I. of course was board 1 and on board 3 I had this chap call Simon Pinkie.
‘Picky Pinkie’ we called him.

This lad would put on a glove and look away when shaking hands at the
beginning of a game.

He thought all his opponents ‘had germs’.

The glove would come on again every time he captured a piece so he
would not catch a disease from anything his opponent had touched.

An odd chap but not a bad player.

My Boards 4 and 5 were Paddy Brewson and Ian McSweeney.
They would win all their home games but at away matches the pair of them
would play 10 moves and offer a draw.
If the draw was refused they would resign their games and leave.

Three away games into the season and I got a call from the League Secretary
asking  me if Brewson and McSweeney actually played in my away games..

“Yes, they do.” I replied. “Why?”

The League Secretary. told me the police wanted to know.

My boards 4 and 5 had been using away matches to go to another part of town
and rob peoples houses.
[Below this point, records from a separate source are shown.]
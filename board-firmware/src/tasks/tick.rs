// Tick-Task: treibt LED-Effekte, Matrix und Tasten im 50-ms-Raster

use board_core::{TICK_PERIOD_MS, run_tick};
use defmt::info;
use embassy_time::{Duration, Ticker};

use crate::FirmwareRuntime;

/// Läuft für immer; verpasste Ticks holt der Ticker nach
#[embassy_executor::task]
pub async fn tick_task(runtime: &'static FirmwareRuntime) {
    info!("TICK: Starting ({} ms)", TICK_PERIOD_MS);
    let mut ticker = Ticker::every(Duration::from_millis(u64::from(TICK_PERIOD_MS)));
    loop {
        run_tick(runtime);
        ticker.next().await;
    }
}
//! MQTT-Sitzungszustand
//!
//! Gruppen-Präfix, Management-Topics, Resubscribe-Ring und Heartbeat-Takt.
//! Die eigentliche Verbindung liegt hinter [`MqttTransport`](crate::traits::MqttTransport).

use core::fmt::Write;
use heapless::String;

use crate::traits::MqttError;
use crate::types::{DeviceInfo, Topic};

/// Anzahl gemerkter Subscriptions für den Reconnect
pub const RESUBSCRIBE_SLOTS: usize = 10;
/// Basis-Präfix aller Gruppen-Topics
pub const DEFAULT_BASE_TOPIC: &str = "";

// Unter-Topics des Status-Heartbeats
pub const STATUS_LIB_VERSION: &str = "/libversion";
pub const STATUS_FIRMWARE: &str = "/firmware";
pub const STATUS_RESET_REASON: &str = "/resetReason";
pub const STATUS_NUMBER: &str = "/number";
pub const STATUS_LOG: &str = "/log";

pub const UPDATE_CONFIGURATION: &str = "configuration";
pub const UPDATE_FIRMWARE: &str = "firmware";

/// Zuletzt abonnierte Topics, neueste zuerst; leere Slots sind frei
#[derive(Debug, Clone, Default)]
pub struct SubscriptionRing {
    slots: [Topic; RESUBSCRIBE_SLOTS],
}

impl SubscriptionRing {
    /// Fügt vorne ein; der älteste Slot fällt heraus
    pub fn push_front(&mut self, topic: &str) {
        self.slots.rotate_right(1);
        self.slots[0].clear();
        let _ = self.slots[0].push_str(topic);
    }

    /// Leert alle Slots mit diesem Topic
    pub fn remove(&mut self, topic: &str) {
        for slot in self.slots.iter_mut().filter(|s| s.as_str() == topic) {
            slot.clear();
        }
    }

    /// Belegte Slots, neueste zuerst
    pub fn iter(&self) -> impl Iterator<Item = &str> {
        self.slots.iter().filter(|s| !s.is_empty()).map(|s| s.as_str())
    }

    pub fn len(&self) -> usize {
        self.iter().count()
    }

    pub fn is_empty(&self) -> bool {
        self.len() == 0
    }
}

/// Geräte-spezifische Management-Topics
#[derive(Debug, Clone, PartialEq, Eq)]
pub struct ManagementTopics {
    pub request_password: String<64>,
    pub update: String<64>,
    pub enable_log: String<64>,
    pub response_password: String<64>,
    pub status: String<64>,
}

impl ManagementTopics {
    /// `/management/to/<MAC>/...` (eingehend) und `/management/from/<MAC>/...` (ausgehend)
    pub fn for_device(info: &DeviceInfo) -> Self {
        let mac = info.mac_compact();
        let build = |dir: &str, leaf: &str| {
            let mut topic = String::new();
            let _ = write!(topic, "/management/{}/{}/{}", dir, mac, leaf);
            topic
        };
        Self {
            request_password: build("to", "reqBrokerPwd"),
            update: build("to", "update"),
            enable_log: build("to", "enableMQTTLog"),
            response_password: build("from", "resBrokerPwd"),
            status: build("from", "status"),
        }
    }

    /// Status-Unter-Topic, z.B. `.../status/firmware`
    pub fn status_topic(&self, leaf: &str) -> Topic {
        let mut topic = Topic::new();
        let _ = write!(topic, "{}{}", self.status, leaf);
        topic
    }
}

#[derive(Debug, Clone)]
pub struct MqttSession {
    base: String<32>,
    group: Topic,
    pub ring: SubscriptionRing,
    pub topics: ManagementTopics,
    last_heartbeat_ms: Option<u64>,
    pub log_mirroring: bool,
    /// `RGB/COLOR` steuert die LED
    pub rgb_remote: bool,
    /// `MATRIX/ICON` und `MATRIX/TEXT` steuern die Matrix
    pub matrix_remote: bool,
}

impl MqttSession {
    pub fn new(info: &DeviceInfo, base: &str) -> Self {
        let base = String::try_from(base).unwrap_or_default();
        let group = Topic::try_from(base.as_str()).unwrap_or_default();
        Self {
            base,
            group,
            ring: SubscriptionRing::default(),
            topics: ManagementTopics::for_device(info),
            last_heartbeat_ms: None,
            log_mirroring: false,
            rgb_remote: false,
            matrix_remote: false,
        }
    }

    pub fn group(&self) -> &str {
        self.group.as_str()
    }

    /// Setzt das Gruppen-Präfix auf `<basis><gruppe>/` (leer = nur Basis)
    pub fn set_group(&mut self, group: &str) -> Result<(), MqttError> {
        let mut prefix = Topic::new();
        prefix.push_str(&self.base).map_err(|_| MqttError::TopicTooLong)?;
        if !group.is_empty() {
            prefix.push_str(group).map_err(|_| MqttError::TopicTooLong)?;
            prefix.push('/').map_err(|_| MqttError::TopicTooLong)?;
        }
        self.group = prefix;
        Ok(())
    }

    /// Topic inkl. Gruppen-Präfix
    pub fn group_topic(&self, topic: &str) -> Result<Topic, MqttError> {
        join(&self.group, topic)
    }

    /// Topic ohne Gruppe (nur Basis-Präfix)
    pub fn public_topic(&self, topic: &str) -> Result<Topic, MqttError> {
        join(&self.base, topic)
    }

    /// Entfernt das Gruppen-Präfix für den Anwendungs-Callback
    pub fn strip_group<'t>(&self, topic: &'t str) -> &'t str {
        topic.strip_prefix(self.group.as_str()).unwrap_or(topic)
    }

    /// Ist ein Heartbeat fällig?
    pub fn heartbeat_due(&self, now_ms: u64, period_secs: u32) -> bool {
        match self.last_heartbeat_ms {
            None => true,
            Some(last) => now_ms.saturating_sub(last) / 1000 > u64::from(period_secs),
        }
    }

    pub fn mark_heartbeat(&mut self, now_ms: u64) {
        self.last_heartbeat_ms = Some(now_ms);
    }
}

fn join(prefix: &str, topic: &str) -> Result<Topic, MqttError> {
    let mut full = Topic::new();
    full.push_str(prefix).map_err(|_| MqttError::TopicTooLong)?;
    full.push_str(topic).map_err(|_| MqttError::TopicTooLong)?;
    Ok(full)
}

#[cfg(test)]
mod tests {
    use super::*;

    fn info() -> DeviceInfo {
        DeviceInfo {
            mac: [0xAA, 0xBB, 0xCC, 0x01, 0x02, 0x03],
            reset_reason: "PowerOn",
            board_number: 3,
            device_type: "ESP32C6",
            name_prefix: "Lernboard",
        }
    }

    #[test]
    fn test_management_topics() {
        let topics = ManagementTopics::for_device(&info());
        assert_eq!(topics.request_password.as_str(), "/management/to/AABBCC010203/reqBrokerPwd");
        assert_eq!(topics.response_password.as_str(), "/management/from/AABBCC010203/resBrokerPwd");
        assert_eq!(topics.status_topic(STATUS_FIRMWARE).as_str(), "/management/from/AABBCC010203/status/firmware");
    }

    #[test]
    fn test_group_prefix() {
        let mut session = MqttSession::new(&info(), DEFAULT_BASE_TOPIC);
        assert_eq!(session.group_topic("RGB/COLOR").unwrap().as_str(), "RGB/COLOR");
        session.set_group("klasse5a").unwrap();
        assert_eq!(session.group_topic("RGB/COLOR").unwrap().as_str(), "klasse5a/RGB/COLOR");
        assert_eq!(session.public_topic("news").unwrap().as_str(), "news");
        assert_eq!(session.strip_group("klasse5a/MESSAGE"), "MESSAGE");
        assert_eq!(session.strip_group("andere/MESSAGE"), "andere/MESSAGE");
    }

    #[test]
    fn test_ring_keeps_ten_newest_first() {
        let mut ring = SubscriptionRing::default();
        for topic in ["t0", "t1", "t2", "t3", "t4", "t5", "t6", "t7", "t8", "t9", "t10"] {
            ring.push_front(topic);
        }
        assert_eq!(ring.len(), RESUBSCRIBE_SLOTS);
        assert_eq!(ring.iter().next(), Some("t10"));
        assert!(!ring.iter().any(|t| t == "t0"));

        ring.remove("t5");
        assert_eq!(ring.len(), RESUBSCRIBE_SLOTS - 1);
    }

    #[test]
    fn test_heartbeat_period() {
        let mut session = MqttSession::new(&info(), "");
        assert!(session.heartbeat_due(0, 300));
        session.mark_heartbeat(1_000);
        assert!(!session.heartbeat_due(301_000, 300));
        assert!(session.heartbeat_due(302_000, 300));
    }
}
The chess league match was their alibi.

My board 6 was a Mr Jackerson.
He had a mortal fear of dying during a game of chess and insisted on taking a
coffin with him to every away match.

We would park the van and the 6 of us would go into the venue carrying Jackerson’s
coffin. Four of us had to carry the coffin back out because Brewson and McSweeney
were by then off screwing people’s houses.

But it was my board two who caused me the most problems.

I doubt if anyone had to through the hullabaloo I had to go through.

His name was JANAKA and lived in St. Margaret’s Loch in Edinburgh.

St. Margaret’s Loch during the day, at night it is very creepy.

I had to buy ½lb pf chopped liver and cast it into the loch and JANAKA would rise.

He never spoke. He would just sit there dripping in the back of the van
staring at Jackerson’s coffin.
At the end of the match I would drive him back and he would walk into
the loch and disappear.

A brilliant player, he won every game.

Then one night when we were playing Balerno, who play their home games
in a Church., I noticed JANAKA looked ill and uncomfortable.

The thought had never crossed my mind.

We were on consecrated ground!

Suddenly JANAKA vanished in a cloud of foul smelling smoke and
we lost the board 2 game by default.

The following week I went back to St. Margaret’s Loch and threw in some
chopped liver but nothing happened.

In an act of sheer curiosity I threw some chopped liver into Dunsapie Loch
which is also in Edinburgh.
LAGOONA appeared but he does not know the rules of chess.

Ah, my glass is empty, your shout I think.